***** MATERIAL FOR THIS EXERCISE

//! A growable byte sequence with an absolute cursor and a write-scope stack.
//!
//! Reads consume little-endian primitives and LEB128 integers from the cursor.
//! Writes append to the innermost open *scope*: [`DataBuffer::push_scope`]
//! starts a fresh sibling buffer, [`DataBuffer::pop_scope`] returns its
//! contents, and the caller typically re-emits them length-prefixed. Every
//! size-prefixed Wasm section is written with that three-line idiom, without
//! a size-precomputation pass.

mod errors;

pub use errors::BufferError;

use crate::leb128;

#[derive(Debug, Default)]
pub struct DataBuffer {
    data: Vec<u8>,
    pos: usize,
    scopes: Vec<Vec<u8>>,
}

impl DataBuffer {
    pub fn new() -> Self {
        DataBuffer::default()
    }

    /// Wraps existing bytes for reading; the cursor starts at zero.
    pub fn of(data: Vec<u8>) -> Self {
        DataBuffer {
            data,
            pos: 0,
            scopes: Vec::new(),
        }
    }

    pub fn pos(&self) -> usize {
        self.pos
    }

    pub fn set_pos(&mut self, pos: usize) {
        self.pos = pos.min(self.data.len());
    }

    pub fn len(&self) -> usize {
        self.data.len()
    }

    pub fn is_empty(&self) -> bool {
        self.data.is_empty()
    }

    pub fn at_end(&self) -> bool {
        self.pos == self.data.len()
    }

    pub fn remaining(&self) -> usize {
        self.data.len() - self.pos
    }

    /// The accumulated bytes. Any open scopes are NOT included.
    pub fn into_vec(self) -> Vec<u8> {
        self.data
    }

    pub fn as_slice(&self) -> &[u8] {
        &self.data
    }

    fn require(&self, count: usize) -> Result<(), BufferError> {
        if self.remaining() < count {
            Err(BufferError::UnexpectedEnd(count - self.remaining()))
        } else {
            Ok(())
        }
    }

    pub fn peek_u8(&self) -> Option<u8> {
        self.data.get(self.pos).copied()
    }

    pub fn get_u8(&mut self) -> Result<u8, BufferError> {
        self.require(1)?;
        let byte = self.data[self.pos];
        self.pos += 1;

        Ok(byte)
    }

    pub fn get_u16(&mut self) -> Result<u16, BufferError> {
        self.require(2)?;
        let bytes: [u8; 2] = self.data[self.pos..self.pos + 2].try_into().unwrap();
        self.pos += 2;

        Ok(u16::from_le_bytes(bytes))
    }

    pub fn get_u32(&mut self) -> Result<u32, BufferError> {
        self.require(4)?;
        let bytes: [u8; 4] = self.data[self.pos..self.pos + 4].try_into().unwrap();
        self.pos += 4;

        Ok(u32::from_le_bytes(bytes))
    }

    pub fn get_u64(&mut self) -> Result<u64, BufferError> {
        self.require(8)?;
        let bytes: [u8; 8] = self.data[self.pos..self.pos + 8].try_into().unwrap();
        self.pos += 8;

        Ok(u64::from_le_bytes(bytes))
    }

    pub fn get_f32(&mut self) -> Result<f32, BufferError> {
        Ok(f32::from_bits(self.get_u32()?))
    }

    pub fn get_f64(&mut self) -> Result<f64, BufferError> {
        Ok(f64::from_bits(self.get_u64()?))
    }

    pub fn get_bytes(&mut self, count: usize) -> Result<&[u8], BufferError> {
        self.require(count)?;
        let slice = &self.data[self.pos..self.pos + count];
        self.pos += count;

        Ok(slice)
    }

    pub fn get_u32_leb(&mut self) -> Result<u32, BufferError> {
        let (value, size) = leb128::read_unsigned(&self.data[self.pos..], 32)?;
        self.pos += size;

        Ok(value as u32)
    }

    pub fn get_u64_leb(&mut self) -> Result<u64, BufferError> {
        let (value, size) = leb128::read_unsigned(&self.data[self.pos..], 64)?;
        self.pos += size;

        Ok(value)
    }

    pub fn get_i32_leb(&mut self) -> Result<i32, BufferError> {
        let (value, size) = leb128::read_signed(&self.data[self.pos..], 32)?;
        self.pos += size;

        Ok(value as i32)
    }

    pub fn get_i64_leb(&mut self) -> Result<i64, BufferError> {
        let (value, size) = leb128::read_signed(&self.data[self.pos..], 64)?;
        self.pos += size;

        Ok(value)
    }

    fn sink(&mut self) -> &mut Vec<u8> {
        self.scopes.last_mut().unwrap_or(&mut self.data)
    }

    pub fn put_u8(&mut self, value: u8) {
        self.sink().push(value);
    }

    pub fn put_u16(&mut self, value: u16) {
        self.sink().extend_from_slice(&value.to_le_bytes());
    }

    pub fn put_u32(&mut self, value: u32) {
        self.sink().extend_from_slice(&value.to_le_bytes());
    }

    pub fn put_u64(&mut self, value: u64) {
        self.sink().extend_from_slice(&value.to_le_bytes());
    }

    pub fn put_f32(&mut self, value: f32) {
        self.put_u32(value.to_bits());
    }

    pub fn put_f64(&mut self, value: f64) {
        self.put_u64(value.to_bits());
    }

    pub fn put_bytes(&mut self, bytes: &[u8]) {
        self.sink().extend_from_slice(bytes);
    }

    pub fn put_u32_leb(&mut self, value: u32) {
        leb128::write_unsigned(self.sink(), value as u64);
    }

    pub fn put_u64_leb(&mut self, value: u64) {
        leb128::write_unsigned(self.sink(), value);
    }

    pub fn put_i32_leb(&mut self, value: i32) {
        leb128::write_signed(self.sink(), value as i64);
    }

    pub fn put_i64_leb(&mut self, value: i64) {
        leb128::write_signed(self.sink(), value);
    }

    /// Starts a sibling buffer; subsequent writes land in it until the
    /// matching [`DataBuffer::pop_scope`].
    pub fn push_scope(&mut self) {
        self.scopes.push(Vec::new());
    }

    /// Ends the innermost scope and hands its contents back. Scopes are
    /// strictly LIFO.
    pub fn pop_scope(&mut self) -> Vec<u8> {
        self.scopes.pop().expect("pop_scope without push_scope")
    }
}

#[cfg(test)]
mod tests {
    use super::*;

    #[test]
    fn primitives_round_trip() {
        let mut buffer = DataBuffer::new();

        buffer.put_u8(0xAB);
        buffer.put_u16(0x1234);
        buffer.put_u32(0xDEADBEEF);
        buffer.put_u64(0x0102030405060708);
        buffer.put_f32(1.5);
        buffer.put_f64(-2.25);

        let mut buffer = DataBuffer::of(buffer.into_vec());

        assert_eq!(buffer.get_u8(), Ok(0xAB));
        assert_eq!(buffer.get_u16(), Ok(0x1234));
        assert_eq!(buffer.get_u32(), Ok(0xDEADBEEF));
        assert_eq!(buffer.get_u64(), Ok(0x0102030405060708));
        assert_eq!(buffer.get_f32(), Ok(1.5));
        assert_eq!(buffer.get_f64(), Ok(-2.25));
        assert!(buffer.at_end());
    }

    #[test]
    fn little_endian_layout() {
        let mut buffer = DataBuffer::new();
        buffer.put_u32(1);

        assert_eq!(buffer.as_slice(), &[0x01, 0x00, 0x00, 0x00]);
    }

    #[test]
    fn reads_past_the_end_fail() {
        let mut buffer = DataBuffer::of(vec![0x01]);

        assert_eq!(buffer.get_u32(), Err(BufferError::UnexpectedEnd(3)));
    }

    #[test]
    fn scopes_nest_and_preserve_order() {
        let mut buffer = DataBuffer::new();

        buffer.put_u8(1);
        buffer.push_scope();
        buffer.put_u8(2);
        buffer.push_scope();
        buffer.put_u8(3);

        let inner = buffer.pop_scope();
        buffer.put_bytes(&inner);

        let outer = buffer.pop_scope();
        buffer.put_u32_leb(outer.len() as u32);
        buffer.put_bytes(&outer);

        assert_eq!(buffer.as_slice(), &[1, 2, 2, 3]);
    }

    #[test]
    fn leb_reads_advance_the_cursor() {
        let mut buffer = DataBuffer::of(vec![0xE5, 0x8E, 0x26, 0x7F]);

        assert_eq!(buffer.get_u32_leb(), Ok(624485));
        assert_eq!(buffer.get_i32_leb(), Ok(-1));
        assert!(buffer.at_end());
    }

    #[test]
    fn nan_bits_survive_float_round_trip() {
        let bits = 0x7FF0_0000_0000_0001u64;
        let mut buffer = DataBuffer::new();

        buffer.put_f64(f64::from_bits(bits));

        let mut buffer = DataBuffer::of(buffer.into_vec());

        assert_eq!(buffer.get_f64().map(f64::to_bits), Ok(bits));
    }
}
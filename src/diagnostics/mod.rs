//! Accumulating diagnostics for every front end and checker.
//!
//! Recoverable problems never unwind. Parsers, readers and the validator push
//! a [`Diagnostic`] into a shared [`Diagnostics`] collector and keep going, so
//! a single pass over a module reports every error it contains. Hard failures
//! (writing to a broken sink) use `Result` as usual.

use std::fmt;

use crate::encodings::SectionKind;

/// A line/column pair into the textual source. Lines and columns are 1-based.
#[derive(Copy, Clone, Debug, Eq, PartialEq, Ord, PartialOrd)]
pub struct SourcePos {
    pub line: u32,
    pub column: u32,
}

impl SourcePos {
    pub fn new(line: u32, column: u32) -> Self {
        SourcePos { line, column }
    }
}

impl fmt::Display for SourcePos {
    fn fmt(&self, f: &mut fmt::Formatter<'_>) -> fmt::Result {
        write!(f, "line {}({})", self.line, self.column)
    }
}

/// How bad a diagnostic is. Only errors suppress emission.
#[derive(Copy, Clone, Debug, Eq, PartialEq, Ord, PartialOrd)]
pub enum Severity {
    Warning,
    Error,
}

/// Where a diagnostic was detected.
#[derive(Clone, Debug, Eq, PartialEq)]
pub enum Context {
    /// No useful location (e.g. a module-level consistency check).
    None,
    /// A position in textual source.
    Source(SourcePos),
    /// A section and entry index in a binary module.
    Section { kind: SectionKind, entry: u32 },
}

/// A single reported problem.
#[derive(Clone, Debug, Eq, PartialEq)]
pub struct Diagnostic {
    pub severity: Severity,
    pub context: Context,
    pub message: String,
}

impl fmt::Display for Diagnostic {
    fn fmt(&self, f: &mut fmt::Formatter<'_>) -> fmt::Result {
        let label = match self.severity {
            Severity::Warning => "Warning",
            Severity::Error => "Error",
        };

        match &self.context {
            Context::None => write!(f, "{}: {}", label, self.message),
            Context::Source(pos) => write!(f, "{} at {}: {}", label, pos, self.message),
            Context::Section { kind, entry } => write!(
                f,
                "{} in {} section at entry {}: {}",
                label, kind, entry, self.message
            ),
        }
    }
}

/// The collector every pass appends to.
///
/// Detection order is reporting order; nothing is deduplicated or reordered.
#[derive(Debug, Default)]
pub struct Diagnostics {
    items: Vec<Diagnostic>,
    errors: usize,
}

impl Diagnostics {
    pub fn new() -> Self {
        Diagnostics::default()
    }

    pub fn report(&mut self, diagnostic: Diagnostic) {
        if diagnostic.severity == Severity::Error {
            self.errors += 1;
        }

        log::debug!("{}", diagnostic);
        self.items.push(diagnostic);
    }

    pub fn error(&mut self, context: Context, message: impl Into<String>) {
        self.report(Diagnostic {
            severity: Severity::Error,
            context,
            message: message.into(),
        });
    }

    pub fn error_at(&mut self, pos: SourcePos, message: impl Into<String>) {
        self.error(Context::Source(pos), message);
    }

    pub fn error_in(&mut self, kind: SectionKind, entry: u32, message: impl Into<String>) {
        self.error(Context::Section { kind, entry }, message);
    }

    pub fn warning(&mut self, context: Context, message: impl Into<String>) {
        self.report(Diagnostic {
            severity: Severity::Warning,
            context,
            message: message.into(),
        });
    }

    pub fn warning_at(&mut self, pos: SourcePos, message: impl Into<String>) {
        self.warning(Context::Source(pos), message);
    }

    pub fn warning_in(&mut self, kind: SectionKind, entry: u32, message: impl Into<String>) {
        self.warning(Context::Section { kind, entry }, message);
    }

    /// Every diagnostic reported so far, in detection order.
    pub fn items(&self) -> &[Diagnostic] {
        &self.items
    }

    pub fn error_count(&self) -> usize {
        self.errors
    }

    pub fn has_errors(&self) -> bool {
        self.errors != 0
    }

    pub fn is_empty(&self) -> bool {
        self.items.is_empty()
    }
}

impl fmt::Display for Diagnostics {
    fn fmt(&self, f: &mut fmt::Formatter<'_>) -> fmt::Result {
        for item in &self.items {
            writeln!(f, "{}", item)?;
        }

        match self.errors {
            0 => Ok(()),
            1 => writeln!(f, "1 error."),
            n => writeln!(f, "{} errors.", n),
        }
    }
}

#[cfg(test)]
mod tests {
    use super::*;

    #[test]
    fn counts_only_errors() {
        let mut diagnostics = Diagnostics::new();

        diagnostics.warning_at(SourcePos::new(1, 1), "unused data");
        diagnostics.error_at(SourcePos::new(2, 7), "missing ')'");

        assert_eq!(diagnostics.error_count(), 1);
        assert_eq!(diagnostics.items().len(), 2);
        assert!(diagnostics.has_errors());
    }

    #[test]
    fn renders_source_context() {
        let mut diagnostics = Diagnostics::new();
        diagnostics.error_at(SourcePos::new(3, 14), "unknown keyword 'frobnicate'");

        let rendered = diagnostics.items()[0].to_string();

        assert_eq!(rendered, "Error at line 3(14): unknown keyword 'frobnicate'");
    }

    #[test]
    fn renders_section_context() {
        let mut diagnostics = Diagnostics::new();
        diagnostics.error_in(SectionKind::Code, 2, "invalid opcode 0xff");

        let rendered = diagnostics.items()[0].to_string();

        assert_eq!(rendered, "Error in code section at entry 2: invalid opcode 0xff");
    }

    #[test]
    fn detection_order_is_preserved() {
        let mut diagnostics = Diagnostics::new();

        for line in 1..=5u32 {
            diagnostics.error_at(SourcePos::new(line, 1), format!("problem {}", line));
        }

        let lines: Vec<u32> = diagnostics
            .items()
            .iter()
            .map(|item| match item.context {
                Context::Source(pos) => pos.line,
                _ => 0,
            })
            .collect();

        assert_eq!(lines, vec![1, 2, 3, 4, 5]);
    }
}
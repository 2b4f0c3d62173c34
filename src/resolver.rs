use std::{
    ffi::CStr,
    mem,
    net::{IpAddr, ToSocketAddrs},
    ptr,
};

use url::Host;

use crate::error::ScanError;

const LOOPBACK_NAME: &str = "localhost";
const NAME_BUFFER_SZ: usize = 1025;

pub fn lookup(target: &str) -> Result<IpAddr, ScanError> {
    // Bare IPv6 literals aren't valid URL hosts.
    if let Ok(ip) = target.parse::<IpAddr>() {
        return Ok(ip);
    }

    let ip = match Host::parse(target).map_err(ScanError::HostParseFailed)? {
        Host::Domain(dmn) => {
            let ip = (dmn.as_str(), 0 /* dummy port */)
                .to_socket_addrs()
                .map_err(ScanError::ResolverFailed)?
                .map(|saddr| saddr.ip())
                .next()
                .ok_or_else(|| ScanError::DomainLookupFailed(target.into()))?;

            log::debug!("Found address `{}` mapped by target `{}`", ip, target);

            ip
        }
        Host::Ipv4(ip) => IpAddr::V4(ip),
        Host::Ipv6(ip) => IpAddr::V6(ip),
    };

    Ok(ip)
}

/// Asks the system resolver for the name registered to `ip`.
pub fn reverse(ip: IpAddr) -> Result<String, ScanError> {
    // SAFETY: sockaddr_storage is plain old data; zeroed is a valid value.
    let mut storage: libc::sockaddr_storage = unsafe { mem::zeroed() };

    let len = match ip {
        IpAddr::V4(v4) => {
            // SAFETY: sockaddr_storage is large and aligned enough for any sockaddr.
            let sin = unsafe { &mut *(&mut storage as *mut _ as *mut libc::sockaddr_in) };
            sin.sin_family = libc::AF_INET as libc::sa_family_t;
            sin.sin_addr.s_addr = u32::from_ne_bytes(v4.octets());
            mem::size_of::<libc::sockaddr_in>()
        }
        IpAddr::V6(v6) => {
            // SAFETY: same as above.
            let sin6 = unsafe { &mut *(&mut storage as *mut _ as *mut libc::sockaddr_in6) };
            sin6.sin6_family = libc::AF_INET6 as libc::sa_family_t;
            sin6.sin6_addr.s6_addr = v6.octets();
            mem::size_of::<libc::sockaddr_in6>()
        }
    };

    let mut host = [0 as libc::c_char; NAME_BUFFER_SZ];

    // SAFETY: every pointer references a live buffer with the announced length.
    let code = unsafe {
        libc::getnameinfo(
            &storage as *const _ as *const libc::sockaddr,
            len as libc::socklen_t,
            host.as_mut_ptr(),
            host.len() as libc::socklen_t,
            ptr::null_mut(),
            0,
            libc::NI_NAMEREQD,
        )
    };

    if code != 0 {
        // SAFETY: gai_strerror returns a static nul terminated string.
        let reason = unsafe { CStr::from_ptr(libc::gai_strerror(code)) };
        return Err(ScanError::ReverseLookupFailed(
            ip,
            reason.to_string_lossy().into_owned(),
        ));
    }

    // SAFETY: getnameinfo nul terminates on success.
    let name = unsafe { CStr::from_ptr(host.as_ptr()) };

    Ok(name.to_string_lossy().into_owned())
}

/// Name printed next to the address. Never fails: lookup errors fall back
/// to the address literal.
pub fn display_name(ip: IpAddr) -> String {
    if ip.is_loopback() {
        return LOOPBACK_NAME.into();
    }

    match reverse(ip) {
        Ok(name) => {
            log::debug!("Address `{}` reverse resolves to `{}`", ip, name);
            name
        }
        Err(e) => {
            log::warn!("{}", e);
            ip.to_string()
        }
    }
}

#[cfg(test)]
mod tests {
    use std::net::{Ipv4Addr, Ipv6Addr};

    use super::*;

    #[test]
    fn ip_literals_skip_the_resolver() {
        assert_eq!(
            lookup("8.8.8.8").unwrap(),
            IpAddr::V4(Ipv4Addr::new(8, 8, 8, 8))
        );
        assert_eq!(lookup("[::1]").unwrap(), IpAddr::V6(Ipv6Addr::LOCALHOST));
    }

    #[test]
    fn garbage_target_is_rejected() {
        assert!(matches!(
            lookup("exa mple"),
            Err(ScanError::HostParseFailed(_))
        ));
    }

    #[test]
    fn loopback_is_localhost() {
        assert_eq!(display_name(IpAddr::V4(Ipv4Addr::LOCALHOST)), "localhost");
        assert_eq!(display_name(IpAddr::V6(Ipv6Addr::LOCALHOST)), "localhost");
    }

    #[test]
    fn unnamed_address_falls_back_to_literal() {
        // TEST-NET-3 has no PTR records.
        let ip = IpAddr::V4(Ipv4Addr::new(203, 0, 113, 77));
        assert_eq!(display_name(ip), "203.0.113.77");
    }
}
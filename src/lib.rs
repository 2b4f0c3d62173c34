use std::process;

use error::ScanError;

#[cfg(not(target_os = "linux"))]
std::compile_error!("linux is the only target os that was tested");

pub mod catalog;
pub mod error;
pub mod limits;
pub mod logger;
pub mod resolver;
pub mod scan;

pub fn abort(error: ScanError) -> ! {
    eprintln!("Internal Error: {}", error);
    process::exit(1);
}
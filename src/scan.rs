use std::{
    net::{IpAddr, SocketAddr},
    sync::mpsc,
    time::{Duration, Instant},
};

use crate::{catalog::ServiceCatalog, error::ScanError, resolver};

pub use self::{
    gate::{Gate, Permit},
    method::{RetryPolicy, TcpScan},
    ping::{IcmpPing, PingStats},
    report::{aggregate, OpenPort, PortOutcome, PortResult, ScanReport, Terminal},
};

mod gate;
mod method;
mod ping;
mod report;

/// Upper bound of probe threads, no matter how wide the gate is.
pub const MAX_WORKERS: usize = 512;

#[derive(Debug, Clone, Copy, PartialEq, Eq)]
pub enum PortState {
    Open,
    Closed,
    /// Still out of descriptors after the last retry.
    Exhausted,
}

/// Probes a single port.
pub trait Executor: Sync {
    fn scan(&self, addr: &SocketAddr, timeout: Duration) -> PortState;
}

impl<T: Executor + ?Sized> Executor for &T {
    fn scan(&self, addr: &SocketAddr, timeout: Duration) -> PortState {
        (**self).scan(addr, timeout)
    }
}

/// Decides whether a sweep is worth running.
pub trait Liveness: Sync {
    fn is_up(&self, ip: IpAddr) -> bool;
}

impl<T: Liveness + ?Sized> Liveness for &T {
    fn is_up(&self, ip: IpAddr) -> bool {
        (**self).is_up(ip)
    }
}

#[derive(Debug, Clone, PartialEq, Eq)]
pub struct Target {
    ip: IpAddr,
    name: Option<String>,
}

impl Target {
    pub fn new(ip: IpAddr) -> Self {
        Self { ip, name: None }
    }

    pub fn named(ip: IpAddr, name: impl Into<String>) -> Self {
        Self {
            ip,
            name: Some(name.into()),
        }
    }

    #[inline]
    pub fn ip(&self) -> IpAddr {
        self.ip
    }

    #[inline]
    pub fn name(&self) -> Option<&str> {
        self.name.as_deref()
    }

    fn resolved(&self) -> Self {
        match self.name {
            Some(_) => self.clone(),
            None => Self::named(self.ip, resolver::display_name(self.ip)),
        }
    }
}

#[derive(Debug, Clone, Copy, PartialEq, Eq)]
pub struct ScanRequest {
    /// Ports `1..=upper` are probed.
    pub upper: u16,
    pub timeout: Duration,
    /// Maximum probes in flight.
    pub width: usize,
}

impl ScanRequest {
    pub fn new(upper: u16, timeout: Duration, width: usize) -> Self {
        Self {
            upper,
            timeout,
            width,
        }
    }
}

pub struct Scanner<'a> {
    target: Target,
    request: ScanRequest,
    catalog: &'a ServiceCatalog,
    executor: Box<dyn Executor + 'a>,
    liveness: Box<dyn Liveness + 'a>,
    workers: Option<usize>,
}

impl<'a> Scanner<'a> {
    pub fn new(target: Target, request: ScanRequest, catalog: &'a ServiceCatalog) -> Self {
        Self {
            target,
            request,
            catalog,
            executor: Box::new(TcpScan::default()),
            liveness: Box::new(IcmpPing::default()),
            workers: None,
        }
    }

    /// Probe threads; defaults to the admission width. Always capped at
    /// [`MAX_WORKERS`].
    pub fn workers(mut self, workers: usize) -> Self {
        self.workers = Some(workers.max(1));
        self
    }

    pub fn executor(mut self, executor: impl Executor + 'a) -> Self {
        self.executor = Box::new(executor);
        self
    }

    pub fn liveness(mut self, liveness: impl Liveness + 'a) -> Self {
        self.liveness = Box::new(liveness);
        self
    }

    fn scan_port(&self, port: u16) -> PortResult {
        let addr = SocketAddr::new(self.target.ip, port);

        let outcome = match self.executor.scan(&addr, self.request.timeout) {
            PortState::Open => PortOutcome::Open(self.catalog.classify(port).to_owned()),
            PortState::Closed => PortOutcome::Closed,
            PortState::Exhausted => PortOutcome::Exhausted,
        };

        log::debug!("Port {} is {}", port, outcome);

        PortResult::new(port, outcome)
    }

    fn sweep(&self) -> Result<Vec<PortResult>, ScanError> {
        let gate = Gate::new(self.request.width);
        let workers = self.workers.unwrap_or(gate.width()).min(MAX_WORKERS);

        let pool = rayon::ThreadPoolBuilder::new()
            .num_threads(workers)
            .thread_name(|i| format!("probe-{}", i))
            .build()
            .map_err(ScanError::WorkerPoolFailed)?;

        log::debug!(
            "Probing {} ports with at most {} in flight on {} workers",
            self.request.upper,
            gate.width(),
            workers
        );

        let (tx, rx) = mpsc::channel();

        // Dispatch happens on the calling thread so a full gate stalls the
        // dispatcher and never a worker. The scope is the join barrier.
        pool.in_place_scope(|s| {
            for port in 1..=self.request.upper {
                let permit = gate.acquire();
                let tx = tx.clone();

                s.spawn(move |_| {
                    let result = self.scan_port(port);
                    drop(permit);
                    // The receiver outlives the scope.
                    let _ = tx.send(result);
                });
            }
        });

        drop(tx);

        Ok(rx.into_iter().collect())
    }

    pub fn start(&self) -> Result<ScanReport, ScanError> {
        let target = self.target.resolved();

        log::info!(
            "Scanning {} ({}) ports 1-{}",
            target.ip(),
            target.name().unwrap_or_default(),
            self.request.upper
        );

        let now = Instant::now();

        if !self.liveness.is_up(target.ip()) {
            return Ok(ScanReport::host_down(target, now.elapsed()));
        }

        let outcomes = self.sweep()?;

        Ok(aggregate(target, outcomes, now.elapsed()))
    }
}

#[cfg(test)]
mod tests {
    use std::{
        collections::HashSet,
        net::Ipv4Addr,
        sync::atomic::{AtomicUsize, Ordering},
        thread,
    };

    use pretty_assertions::assert_eq;

    use crate::catalog::ServiceEntry;

    use super::*;

    const TICK: Duration = Duration::from_millis(1);

    struct Up;

    impl Liveness for Up {
        fn is_up(&self, _: IpAddr) -> bool {
            true
        }
    }

    struct Down;

    impl Liveness for Down {
        fn is_up(&self, _: IpAddr) -> bool {
            false
        }
    }

    struct Reachable(HashSet<u16>);

    impl Executor for Reachable {
        fn scan(&self, addr: &SocketAddr, _: Duration) -> PortState {
            if self.0.contains(&addr.port()) {
                PortState::Open
            } else {
                PortState::Closed
            }
        }
    }

    #[derive(Default)]
    struct Instrumented {
        calls: AtomicUsize,
        in_flight: AtomicUsize,
        peak: AtomicUsize,
    }

    impl Executor for Instrumented {
        fn scan(&self, _: &SocketAddr, _: Duration) -> PortState {
            self.calls.fetch_add(1, Ordering::SeqCst);
            let now = self.in_flight.fetch_add(1, Ordering::SeqCst) + 1;
            self.peak.fetch_max(now, Ordering::SeqCst);

            thread::sleep(Duration::from_millis(3));

            self.in_flight.fetch_sub(1, Ordering::SeqCst);
            PortState::Closed
        }
    }

    fn local() -> Target {
        Target::new(IpAddr::V4(Ipv4Addr::LOCALHOST))
    }

    fn web_catalog() -> ServiceCatalog {
        ServiceCatalog::new(vec![
            ServiceEntry::new(80, "http"),
            ServiceEntry::new(443, "https"),
        ])
    }

    #[test]
    fn host_down_dispatches_nothing() {
        let catalog = ServiceCatalog::default();
        let probe = Instrumented::default();

        let report = Scanner::new(local(), ScanRequest::new(100, TICK, 8), &catalog)
            .executor(&probe)
            .liveness(Down)
            .start()
            .unwrap();

        assert_eq!(report.terminal, Terminal::HostDown);
        assert!(report.open.is_empty());
        assert_eq!(probe.calls.load(Ordering::SeqCst), 0);
    }

    #[test]
    fn every_port_yields_one_outcome() {
        let catalog = ServiceCatalog::default();
        let probe = Instrumented::default();

        let report = Scanner::new(local(), ScanRequest::new(200, TICK, 16), &catalog)
            .executor(&probe)
            .liveness(Up)
            .start()
            .unwrap();

        assert_eq!(report.terminal, Terminal::Completed);
        assert_eq!(probe.calls.load(Ordering::SeqCst), 200);
        assert_eq!(report.open_count() + report.closed, 200);
    }

    #[test]
    fn in_flight_never_exceeds_width() {
        let catalog = ServiceCatalog::default();
        let probe = Instrumented::default();

        // Plenty of threads, so only the gate can hold the line.
        Scanner::new(local(), ScanRequest::new(60, TICK, 3), &catalog)
            .executor(&probe)
            .liveness(Up)
            .workers(16)
            .start()
            .unwrap();

        let peak = probe.peak.load(Ordering::SeqCst);
        assert_eq!(probe.calls.load(Ordering::SeqCst), 60);
        assert!((1..=3).contains(&peak), "peak was {}", peak);
    }

    #[test]
    fn open_ports_are_classified() {
        let catalog = web_catalog();
        let reachable = Reachable([80, 443].into_iter().collect());

        let report = Scanner::new(local(), ScanRequest::new(443, TICK, 32), &catalog)
            .executor(reachable)
            .liveness(Up)
            .start()
            .unwrap();

        assert_eq!(
            report.open,
            vec![
                OpenPort { port: 80, service: "http".into() },
                OpenPort { port: 443, service: "https".into() },
            ]
        );
        assert_eq!(report.closed, 441);
    }

    #[test]
    fn uncatalogued_open_port_is_unknown() {
        let catalog = web_catalog();
        let reachable = Reachable([7].into_iter().collect());

        let report = Scanner::new(local(), ScanRequest::new(10, TICK, 4), &catalog)
            .executor(reachable)
            .liveness(Up)
            .start()
            .unwrap();

        assert_eq!(
            report.open,
            vec![OpenPort { port: 7, service: "unknown".into() }]
        );
        assert_eq!(report.closed, 9);
    }

    #[test]
    fn loopback_target_is_named_localhost() {
        let catalog = ServiceCatalog::default();

        let report = Scanner::new(local(), ScanRequest::new(1, TICK, 1), &catalog)
            .executor(Reachable(HashSet::new()))
            .liveness(Up)
            .start()
            .unwrap();

        assert_eq!(report.target.name(), Some("localhost"));
    }
}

**********

EXERCISE: What lines of the material above contain "method"? Return each of them.

REPLY:
    method::{RetryPolicy, TcpScan},
mod method;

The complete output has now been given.